Aim: 

Diabetic cardiomyopathy (DCM) may cause treatment-resistant heart failure (HF) in the diabetic population but the multifaceted mechanism underlying cardiac dysfunction is still unclear. Stem-cell therapy, an emerging strategy to prevent HF in myocardial infarction, has not yet been evaluated in DCM. To address this issue, we analyzed the role of hyperglycaemia-induced cardiac stem cell (CSC) disease in the pathophysiology of DCM.

Methods: 

A rat model of Streptozotocin-induced diabetes was studied at 1-to-4 weeks of hyperglycaemia. Cardiac electromechanical properties were assessed in intact animals, and at tissue-cellular levels. Functional measurements were related to (i) ventricular remodelling, (ii) CSC number, distribution and death/proliferation ratio, and (iii) myocyte regeneration rate.

Results: 

The first detrimental effect of metabolic alterations was constituted by a marked loss of ventricular mass (-20%) which triggered changes in CSC compartment (at 1 week). As compared to normal hearts, an increased rate of DNA replication and mitotic divisions as well as generation of new cardiomyocytes properly integrated with the spared surrounding tissue characterized the subsequent asymptomatic phases of diabetes (2–3 weeks).

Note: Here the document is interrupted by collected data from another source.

use std::env;
use std::path::{Path, PathBuf};
use std::time::Duration;

use mapview::{ConfigError, MapViewConfig, RenderCaps, Size};
use tracing::{info, warn};
use tracing_subscriber::EnvFilter;

pub(crate) const MAPVIEW_CONFIG_ENV_VAR: &str = "MAPVIEW_CONFIG";
pub(crate) const ASSET_ROOT_ENV_VAR: &str = "MAPVIEW_ASSET_ROOT";

#[derive(Debug, Clone)]
pub(crate) struct ViewerConfig {
    pub(crate) window_title: String,
    pub(crate) window_width: u32,
    pub(crate) window_height: u32,
    pub(crate) max_render_fps: Option<u32>,
    pub(crate) metrics_log_interval: Duration,
    pub(crate) asset_root: PathBuf,
    pub(crate) map_view_config_path: Option<PathBuf>,
}

impl Default for ViewerConfig {
    fn default() -> Self {
        Self {
            window_title: "Map Viewer".to_string(),
            window_width: 960,
            window_height: 704,
            max_render_fps: Some(60),
            metrics_log_interval: Duration::from_secs(1),
            asset_root: PathBuf::from("assets"),
            map_view_config_path: None,
        }
    }
}

pub(crate) fn build_app() -> ViewerConfig {
    init_tracing();
    info!("=== Map Viewer Startup ===");

    let defaults = ViewerConfig::default();
    ViewerConfig {
        asset_root: env_path(ASSET_ROOT_ENV_VAR).unwrap_or(defaults.asset_root.clone()),
        map_view_config_path: env_path(MAPVIEW_CONFIG_ENV_VAR),
        ..defaults
    }
}

/// Loads the configured map view settings, or the demo defaults when no file is named.
pub(crate) fn load_map_view_config(path: Option<&Path>) -> Result<MapViewConfig, ConfigError> {
    match path {
        Some(path) => {
            let config = MapViewConfig::load(path)?;
            info!(path = %path.display(), "map_view_config_loaded");
            Ok(config)
        }
        None => Ok(demo_map_view_config()),
    }
}

/// The software rasterizer has no shader stage, so shaders are reported unsupported.
fn demo_map_view_config() -> MapViewConfig {
    MapViewConfig {
        visible_dimension: Size::new(15, 11),
        draw_lights: true,
        shadow_floor_intensity: 0.3,
        minimum_ambient_light: 0.25,
        caps: RenderCaps {
            shaders_supported: false,
            ..RenderCaps::default()
        },
        ..MapViewConfig::default()
    }
}

fn init_tracing() {
    let filter = EnvFilter::try_from_default_env().unwrap_or_else(|_| EnvFilter::new("info"));
    tracing_subscriber::fmt()
        .with_env_filter(filter)
        .with_target(false)
        .with_thread_names(true)
        .compact()
        .init();
}

fn env_path(var: &'static str) -> Option<PathBuf> {
    match env::var(var) {
        Ok(value) if value.trim().is_empty() => None,
        Ok(value) => Some(PathBuf::from(value.trim())),
        Err(env::VarError::NotPresent) => None,
        Err(error) => {
            warn!(env_var = var, error = %error, "unable to read env var; ignoring it");
            None
        }
    }
}
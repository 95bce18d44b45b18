use std::future::Future;
use std::time::Duration;
use tokio::sync::Mutex;
use tokio::time::Instant;

/// Serializes outbound calls to one upstream host.
///
/// All tasks scheduled against the same throttler run one at a time, in
/// submission order, and each starts no sooner than `min_interval` after the
/// previous task's start. The queue is the lock's own waiter list; tokio's
/// async mutex hands the guard to waiters FIFO, which is exactly the ordering
/// guarantee we need. Once scheduled, a task always runs; there is no
/// cancellation and no priority.
pub struct RequestThrottler {
    min_interval: Duration,
    last_start: Mutex<Option<Instant>>,
}

impl RequestThrottler {
    pub fn new(min_interval: Duration) -> Self {
        Self {
            min_interval,
            last_start: Mutex::new(None),
        }
    }

    /// Run `task` in this host's queue, waiting out the minimum interval
    /// first. The previous task must have completed before the next one
    /// starts, so a slow upstream call also pushes back everything behind it.
    pub async fn schedule<F>(&self, task: F) -> F::Output
    where
        F: Future,
    {
        let mut last_start = self.last_start.lock().await;

        if let Some(prev) = *last_start {
            tokio::time::sleep_until(prev + self.min_interval).await;
        }
        *last_start = Some(Instant::now());

        // The guard stays held across the task, serializing completion
        task.await
    }
}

These compensatory mechanisms contributed to limit structural remodelling and to preserve ventricular performance. After 3–4 weeks, the progressive impairment of CSC storage and the decreased cell-proliferation/cell-death ratio led to the DCM phenotype.

Conclusions: 

Preserving the functional pool of cardiac progenitor cells and increasing their regenerative capacity may constitute an innovative therapeutic option to prevent and treat DCM.